**Your assignment**
Which lines of the listing hold the string "PartialEq"? Copy those lines.

**Records shown**

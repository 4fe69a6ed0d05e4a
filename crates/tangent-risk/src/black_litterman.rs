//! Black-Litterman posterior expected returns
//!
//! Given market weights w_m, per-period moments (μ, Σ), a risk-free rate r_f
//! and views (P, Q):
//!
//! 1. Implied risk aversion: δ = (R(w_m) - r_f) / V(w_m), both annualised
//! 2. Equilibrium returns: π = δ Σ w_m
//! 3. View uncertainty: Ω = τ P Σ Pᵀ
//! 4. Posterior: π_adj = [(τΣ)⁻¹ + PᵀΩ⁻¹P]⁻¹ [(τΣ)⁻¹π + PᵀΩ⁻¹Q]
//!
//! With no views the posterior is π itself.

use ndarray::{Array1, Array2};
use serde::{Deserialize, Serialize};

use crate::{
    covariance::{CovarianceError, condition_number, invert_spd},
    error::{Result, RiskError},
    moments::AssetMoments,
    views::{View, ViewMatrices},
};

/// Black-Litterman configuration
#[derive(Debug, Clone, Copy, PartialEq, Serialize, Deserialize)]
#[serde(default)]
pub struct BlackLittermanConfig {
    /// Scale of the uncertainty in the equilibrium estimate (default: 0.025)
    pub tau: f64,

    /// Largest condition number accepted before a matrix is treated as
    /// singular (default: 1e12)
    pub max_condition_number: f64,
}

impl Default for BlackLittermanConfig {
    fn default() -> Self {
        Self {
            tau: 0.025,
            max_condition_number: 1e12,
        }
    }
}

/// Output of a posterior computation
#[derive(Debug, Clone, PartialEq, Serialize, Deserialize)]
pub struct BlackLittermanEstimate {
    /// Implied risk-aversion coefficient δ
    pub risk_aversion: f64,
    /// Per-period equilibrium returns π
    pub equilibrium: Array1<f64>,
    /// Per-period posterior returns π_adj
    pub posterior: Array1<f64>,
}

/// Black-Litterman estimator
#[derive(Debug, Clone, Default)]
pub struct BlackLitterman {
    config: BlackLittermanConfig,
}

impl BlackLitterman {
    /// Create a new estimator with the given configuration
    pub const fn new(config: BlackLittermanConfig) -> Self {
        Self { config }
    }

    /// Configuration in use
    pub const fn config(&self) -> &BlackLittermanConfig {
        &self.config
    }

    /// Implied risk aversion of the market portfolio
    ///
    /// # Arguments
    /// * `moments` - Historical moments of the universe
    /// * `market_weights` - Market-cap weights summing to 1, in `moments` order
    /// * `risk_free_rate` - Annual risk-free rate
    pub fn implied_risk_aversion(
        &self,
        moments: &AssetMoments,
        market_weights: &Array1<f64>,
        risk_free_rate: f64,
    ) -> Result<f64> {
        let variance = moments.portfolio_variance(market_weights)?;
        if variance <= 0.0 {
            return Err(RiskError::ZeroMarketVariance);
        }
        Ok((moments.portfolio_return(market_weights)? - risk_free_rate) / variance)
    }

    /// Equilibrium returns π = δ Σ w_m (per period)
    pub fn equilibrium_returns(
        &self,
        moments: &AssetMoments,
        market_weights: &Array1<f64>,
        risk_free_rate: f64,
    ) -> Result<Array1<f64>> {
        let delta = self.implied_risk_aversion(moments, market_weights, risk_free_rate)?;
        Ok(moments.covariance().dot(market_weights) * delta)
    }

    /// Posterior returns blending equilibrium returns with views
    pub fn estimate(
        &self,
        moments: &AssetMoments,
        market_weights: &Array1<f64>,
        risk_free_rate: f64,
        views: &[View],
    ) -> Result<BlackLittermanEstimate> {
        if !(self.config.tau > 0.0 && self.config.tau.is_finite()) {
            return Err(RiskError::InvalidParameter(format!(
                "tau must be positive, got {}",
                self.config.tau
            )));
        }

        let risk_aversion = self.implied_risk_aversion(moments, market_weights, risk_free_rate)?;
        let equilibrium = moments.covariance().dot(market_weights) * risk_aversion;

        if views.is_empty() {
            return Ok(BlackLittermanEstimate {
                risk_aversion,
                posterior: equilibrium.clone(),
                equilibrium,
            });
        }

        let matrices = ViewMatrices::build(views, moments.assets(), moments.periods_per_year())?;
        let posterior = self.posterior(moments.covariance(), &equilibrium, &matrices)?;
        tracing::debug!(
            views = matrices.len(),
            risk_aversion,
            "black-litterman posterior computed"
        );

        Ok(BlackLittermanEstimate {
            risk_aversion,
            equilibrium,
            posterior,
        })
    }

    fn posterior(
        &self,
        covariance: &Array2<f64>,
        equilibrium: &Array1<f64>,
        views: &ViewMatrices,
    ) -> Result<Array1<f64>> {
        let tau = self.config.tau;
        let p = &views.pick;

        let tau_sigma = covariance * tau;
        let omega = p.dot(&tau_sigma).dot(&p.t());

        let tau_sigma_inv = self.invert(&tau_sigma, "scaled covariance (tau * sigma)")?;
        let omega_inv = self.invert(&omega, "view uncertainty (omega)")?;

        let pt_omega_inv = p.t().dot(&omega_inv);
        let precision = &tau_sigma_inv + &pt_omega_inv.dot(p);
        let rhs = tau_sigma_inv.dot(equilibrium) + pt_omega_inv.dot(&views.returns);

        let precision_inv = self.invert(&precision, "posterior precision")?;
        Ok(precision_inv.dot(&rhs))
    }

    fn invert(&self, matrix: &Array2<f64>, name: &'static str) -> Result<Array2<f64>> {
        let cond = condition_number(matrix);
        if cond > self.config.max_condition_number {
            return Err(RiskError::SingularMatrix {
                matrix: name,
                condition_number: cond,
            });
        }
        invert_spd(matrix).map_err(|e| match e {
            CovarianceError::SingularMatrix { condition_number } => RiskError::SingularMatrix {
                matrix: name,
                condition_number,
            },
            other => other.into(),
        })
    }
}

**Response to this exercise**
#[derive(Debug, Clone, Copy, PartialEq, Serialize, Deserialize)]
#[derive(Debug, Clone, PartialEq, Serialize, Deserialize)]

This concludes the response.